Technically, I think TE is on the hook for reducing pollution, since home solar storage and wind+solar buffering mass scale storage are both enabling of solar & wind use, and will help flush out hurtful outdated pro-dirty (polluting) "utility generator" business models. But, Tesla may be banking on me being a lone shouter about this by pretending otherwise and raking in the bucks meanwhile. At least this is cash useful to help create the demand side (cars) of solar and wind collection. I'm not hugely upset, as long as the usual battery competition comes into play for TE in 2-5 years, and we can resume incresing collection of solar & wind en masse.
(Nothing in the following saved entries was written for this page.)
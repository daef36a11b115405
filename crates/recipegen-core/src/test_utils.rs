//! Shared test helpers for integration tests and benchmarks.
//!
//! Gated behind `#[cfg(any(test, feature = "test-utils"))]` so these helpers
//! are available in unit tests, integration tests, and benchmarks (via the
//! `test-utils` feature).

use crate::builder::{RecipeBuilder, ShapedRecipeBuilder, shaped};
use crate::error::GenError;
use crate::id::ResourceLocation;
use crate::output::RecipeOutput;
use crate::provider::RecipeProvider;
use crate::recipe::RecipeSpec;
use crate::registry::{ContentRegistry, RegistryBuilder};
use crate::unlock::{Criterion, has};

// ===========================================================================
// Registries
// ===========================================================================

/// Bronze ingots, wooden rods, the pickaxe they make, and an empty stone
/// gear tag.
pub fn bronze_registry() -> ContentRegistry {
    let mut b = RegistryBuilder::new();
    b.register_item("forestry:ingot_bronze").unwrap();
    b.register_item("forestry:bronze_pickaxe").unwrap();
    b.register_item("minecraft:stick").unwrap();
    b.register_tag("forge:ingots/bronze", &["forestry:ingot_bronze"])
        .unwrap();
    b.register_tag("forge:rods/wooden", &["minecraft:stick"])
        .unwrap();
    b.register_tag("forge:gears/stone", &[]).unwrap();
    b.build().unwrap()
}

pub fn empty_registry() -> ContentRegistry {
    RegistryBuilder::new().build().unwrap()
}

// ===========================================================================
// Recipes
// ===========================================================================

pub fn has_bronze(reg: &ContentRegistry) -> Criterion {
    Criterion {
        name: "has_bronze".into(),
        trigger: has(&reg.tag("forge:ingots/bronze").unwrap()),
    }
}

/// The bronze pickaxe: `###` over two sticks.
pub fn pickaxe_builder(reg: &ContentRegistry) -> ShapedRecipeBuilder {
    let bronze = reg.tag("forge:ingots/bronze").unwrap();
    let stick = reg.tag("forge:rods/wooden").unwrap();
    shaped(&reg.item("forestry:bronze_pickaxe").unwrap(), 1)
        .define('#', &bronze)
        .define('X', &stick)
        .pattern("###")
        .pattern(" X ")
        .pattern(" X ")
        .unlocked_by("has_bronze", has(&bronze))
}

pub fn pickaxe_spec(reg: &ContentRegistry) -> RecipeSpec {
    let builder = pickaxe_builder(reg);
    let id = builder.default_id();
    builder.build(&id).unwrap()
}

/// Parse an identity, panicking on malformed input.
pub fn rl(id: &str) -> ResourceLocation {
    ResourceLocation::parse(id).unwrap()
}

// ===========================================================================
// Providers
// ===========================================================================

/// A provider with a single shaped sub-builder: the bronze pickaxe.
/// Looks everything up through the registry, so it fails on an empty one.
pub struct PickaxeProvider;

impl RecipeProvider for PickaxeProvider {
    fn name(&self) -> &str {
        "Pickaxe"
    }

    fn namespace(&self) -> Option<&str> {
        Some("forestry")
    }

    fn build_recipes(
        &self,
        registry: &ContentRegistry,
        out: &mut RecipeOutput,
    ) -> Result<(), GenError> {
        let bronze = registry.tag("forge:ingots/bronze")?;
        let stick = registry.tag("forge:rods/wooden")?;
        let pickaxe = registry.item("forestry:bronze_pickaxe")?;
        shaped(&pickaxe, 1)
            .define('#', &bronze)
            .define('X', &stick)
            .pattern("###")
            .pattern(" X ")
            .pattern(" X ")
            .unlocked_by("has_bronze", has(&bronze))
            .save(out)
    }
}
//! In-memory recipe table with a binary snapshot.
//!
//! The table is keyed by identity, so lookups and snapshots are independent
//! of emission order. Records are stored as compact JSON text.

use crate::id::ResourceLocation;
use crate::recipe::RecipeSpec;
use crate::serialize::recipe_json;
use crate::sink::{RecipeSink, SinkError};
use serde::{Deserialize, Serialize};
use serde_json::Value;
use std::collections::BTreeMap;

// ---------------------------------------------------------------------------
// Constants
// ---------------------------------------------------------------------------

/// Magic number identifying a recipe table snapshot.
pub const TABLE_MAGIC: u32 = 0x5EC1_0001;

/// Current format version. Increment when breaking the wire format.
pub const TABLE_VERSION: u32 = 1;

// ---------------------------------------------------------------------------
// Error types
// ---------------------------------------------------------------------------

#[derive(Debug, thiserror::Error)]
pub enum TableError {
    #[error("bitcode encoding failed: {0}")]
    Encode(String),
    #[error("bitcode decoding failed: {0}")]
    Decode(String),
    #[error("invalid magic number: expected 0x{:08X}, got 0x{:08X}", TABLE_MAGIC, .0)]
    InvalidMagic(u32),
    #[error("unsupported table version: expected {}, got {}", TABLE_VERSION, .0)]
    UnsupportedVersion(u32),
    #[error("table from future version {0} (this build supports up to {TABLE_VERSION})")]
    FutureVersion(u32),
    #[error("header promises {header} recipes, snapshot holds {actual}")]
    CountMismatch { header: u64, actual: usize },
    #[error("stored record '{id}' is not valid JSON: {source}")]
    Record {
        id: String,
        source: serde_json::Error,
    },
}

// ---------------------------------------------------------------------------
// Snapshot header
// ---------------------------------------------------------------------------

#[derive(Debug, Clone, Serialize, Deserialize)]
pub struct TableHeader {
    pub magic: u32,
    pub version: u32,
    pub recipe_count: u64,
}

impl TableHeader {
    /// Header for the current format version.
    pub fn new(recipe_count: u64) -> Self {
        Self {
            magic: TABLE_MAGIC,
            version: TABLE_VERSION,
            recipe_count,
        }
    }

    /// Check magic and version.
    pub fn validate(&self) -> Result<(), TableError> {
        if self.magic != TABLE_MAGIC {
            return Err(TableError::InvalidMagic(self.magic));
        }
        if self.version > TABLE_VERSION {
            return Err(TableError::FutureVersion(self.version));
        }
        if self.version < TABLE_VERSION {
            return Err(TableError::UnsupportedVersion(self.version));
        }
        Ok(())
    }
}

#[derive(Serialize, Deserialize)]
struct TableSnapshot {
    header: TableHeader,
    recipes: Vec<(String, String)>,
    advancements: Vec<(String, String)>,
}

// ---------------------------------------------------------------------------
// RecipeTable
// ---------------------------------------------------------------------------

/// Identity -> recipe JSON. Also a [`RecipeSink`].
#[derive(Debug, Default, Clone, PartialEq, Eq)]
pub struct RecipeTable {
    recipes: BTreeMap<ResourceLocation, String>,
    advancements: BTreeMap<ResourceLocation, String>,
}

impl RecipeTable {
    pub fn new() -> Self {
        Self::default()
    }

    pub fn len(&self) -> usize {
        self.recipes.len()
    }

    pub fn is_empty(&self) -> bool {
        self.recipes.is_empty()
    }

    /// Whether a recipe is stored under `id`.
    pub fn contains(&self, id: &ResourceLocation) -> bool {
        self.recipes.contains_key(id)
    }

    /// Identities in sorted order.
    pub fn ids(&self) -> impl Iterator<Item = &ResourceLocation> {
        self.recipes.keys()
    }

    /// Stored advancements.
    pub fn advancement_count(&self) -> usize {
        self.advancements.len()
    }

    /// Decode the stored recipe for `id`.
    pub fn get(&self, id: &ResourceLocation) -> Result<Option<Value>, TableError> {
        self.recipes
            .get(id)
            .map(|text| {
                serde_json::from_str(text).map_err(|source| TableError::Record {
                    id: id.to_string(),
                    source,
                })
            })
            .transpose()
    }

    /// Encode as a bitcode snapshot behind a [`TableHeader`].
    pub fn to_bytes(&self) -> Result<Vec<u8>, TableError> {
        let entries = |map: &BTreeMap<ResourceLocation, String>| {
            map.iter()
                .map(|(id, json)| (id.to_string(), json.clone()))
                .collect::<Vec<_>>()
        };
        let snapshot = TableSnapshot {
            header: TableHeader::new(self.recipes.len() as u64),
            recipes: entries(&self.recipes),
            advancements: entries(&self.advancements),
        };
        bitcode::serialize(&snapshot).map_err(|e| TableError::Encode(e.to_string()))
    }

    /// Decode a snapshot written by [`RecipeTable::to_bytes`].
    pub fn from_bytes(data: &[u8]) -> Result<Self, TableError> {
        let snapshot: TableSnapshot =
            bitcode::deserialize(data).map_err(|e| TableError::Decode(e.to_string()))?;
        snapshot.header.validate()?;
        if snapshot.header.recipe_count != snapshot.recipes.len() as u64 {
            return Err(TableError::CountMismatch {
                header: snapshot.header.recipe_count,
                actual: snapshot.recipes.len(),
            });
        }

        let entries = |list: Vec<(String, String)>| {
            list.into_iter()
                .map(|(id, json)| {
                    ResourceLocation::parse(&id)
                        .map(|id| (id, json))
                        .map_err(|e| TableError::Decode(e.to_string()))
                })
                .collect::<Result<BTreeMap<_, _>, _>>()
        };
        Ok(Self {
            recipes: entries(snapshot.recipes)?,
            advancements: entries(snapshot.advancements)?,
        })
    }
}

impl RecipeSink for RecipeTable {
    fn accept(&mut self, recipe: &RecipeSpec) -> Result<(), SinkError> {
        if self.recipes.contains_key(&recipe.id) {
            return Err(SinkError::DuplicateIdentity {
                id: recipe.id.to_string(),
            });
        }
        let text = serde_json::to_string(&recipe_json(recipe))?;
        self.recipes.insert(recipe.id.clone(), text);
        Ok(())
    }

    fn accept_advancement(
        &mut self,
        id: &ResourceLocation,
        advancement: &Value,
    ) -> Result<(), SinkError> {
        self.advancements
            .insert(id.clone(), serde_json::to_string(advancement)?);
        Ok(())
    }
}

#[cfg(test)]
mod tests {
    use super::*;
    use crate::test_utils::*;

    fn filled_table() -> RecipeTable {
        let reg = bronze_registry();
        let mut table = RecipeTable::new();
        table.accept(&pickaxe_spec(&reg)).unwrap();
        table
    }

    #[test]
    fn accept_and_get() {
        let table = filled_table();
        let id = ResourceLocation::parse("forestry:bronze_pickaxe").unwrap();
        assert_eq!(table.len(), 1);
        let json = table.get(&id).unwrap().unwrap();
        assert_eq!(json["type"], "minecraft:crafting_shaped");
        let missing = ResourceLocation::parse("forestry:missing").unwrap();
        assert!(table.get(&missing).unwrap().is_none());
    }

    #[test]
    fn duplicate_is_rejected() {
        let reg = bronze_registry();
        let mut table = filled_table();
        assert!(matches!(
            table.accept(&pickaxe_spec(&reg)),
            Err(SinkError::DuplicateIdentity { .. })
        ));
    }

    #[test]
    fn snapshot_restores_table() {
        let table = filled_table();
        let bytes = table.to_bytes().unwrap();
        let restored = RecipeTable::from_bytes(&bytes).unwrap();
        assert_eq!(restored, table);
    }

    #[test]
    fn garbage_fails_to_decode() {
        assert!(matches!(
            RecipeTable::from_bytes(&[0xFF, 0x00, 0x13]),
            Err(TableError::Decode(_))
        ));
    }

    #[test]
    fn header_validation() {
        let mut header = TableHeader::new(0);
        assert!(header.validate().is_ok());
        header.version = TABLE_VERSION + 1;
        assert!(matches!(header.validate(), Err(TableError::FutureVersion(_))));
        header.version = 0;
        assert!(matches!(
            header.validate(),
            Err(TableError::UnsupportedVersion(0))
        ));
        header.magic = 0xDEAD_BEEF;
        assert!(matches!(header.validate(), Err(TableError::InvalidMagic(_))));
    }

    #[test]
    fn wrong_magic_snapshot_is_rejected() {
        let snapshot = TableSnapshot {
            header: TableHeader {
                magic: 0x1234_5678,
                version: TABLE_VERSION,
                recipe_count: 0,
            },
            recipes: Vec::new(),
            advancements: Vec::new(),
        };
        let bytes = bitcode::serialize(&snapshot).unwrap();
        assert!(matches!(
            RecipeTable::from_bytes(&bytes),
            Err(TableError::InvalidMagic(0x1234_5678))
        ));
    }

    #[test]
    fn header_count_must_match_records() {
        let snapshot = TableSnapshot {
            header: TableHeader::new(2),
            recipes: vec![(
                "forestry:bronze_pickaxe".to_string(),
                "{\"type\":\"minecraft:crafting_shaped\"}".to_string(),
            )],
            advancements: Vec::new(),
        };
        let bytes = bitcode::serialize(&snapshot).unwrap();
        assert!(matches!(
            RecipeTable::from_bytes(&bytes),
            Err(TableError::CountMismatch { header: 2, actual: 1 })
        ));
    }
}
I'm a tiny tiny tiny anecdotal data point, but I wish I could buy the inflated priced TE products today (albeit in the smaller home consumer sizes ~$50K) with guaranteed delivery and installation this FY. I have huge ITC credits I need to generate this FY, and I'd love to cut the cord on old energy utility business on my home. It could even open up some states to move to that otherwise would gouge me for solar (e.g. BH's Nevada).

As pointed out by others below and something I withheld as a bull (yes, my potential stock position coloring my comments) was the comment that the Tesla.com price for PowerPacks was a negotiating point. They even have the contact info right there if you dial anything up to the max.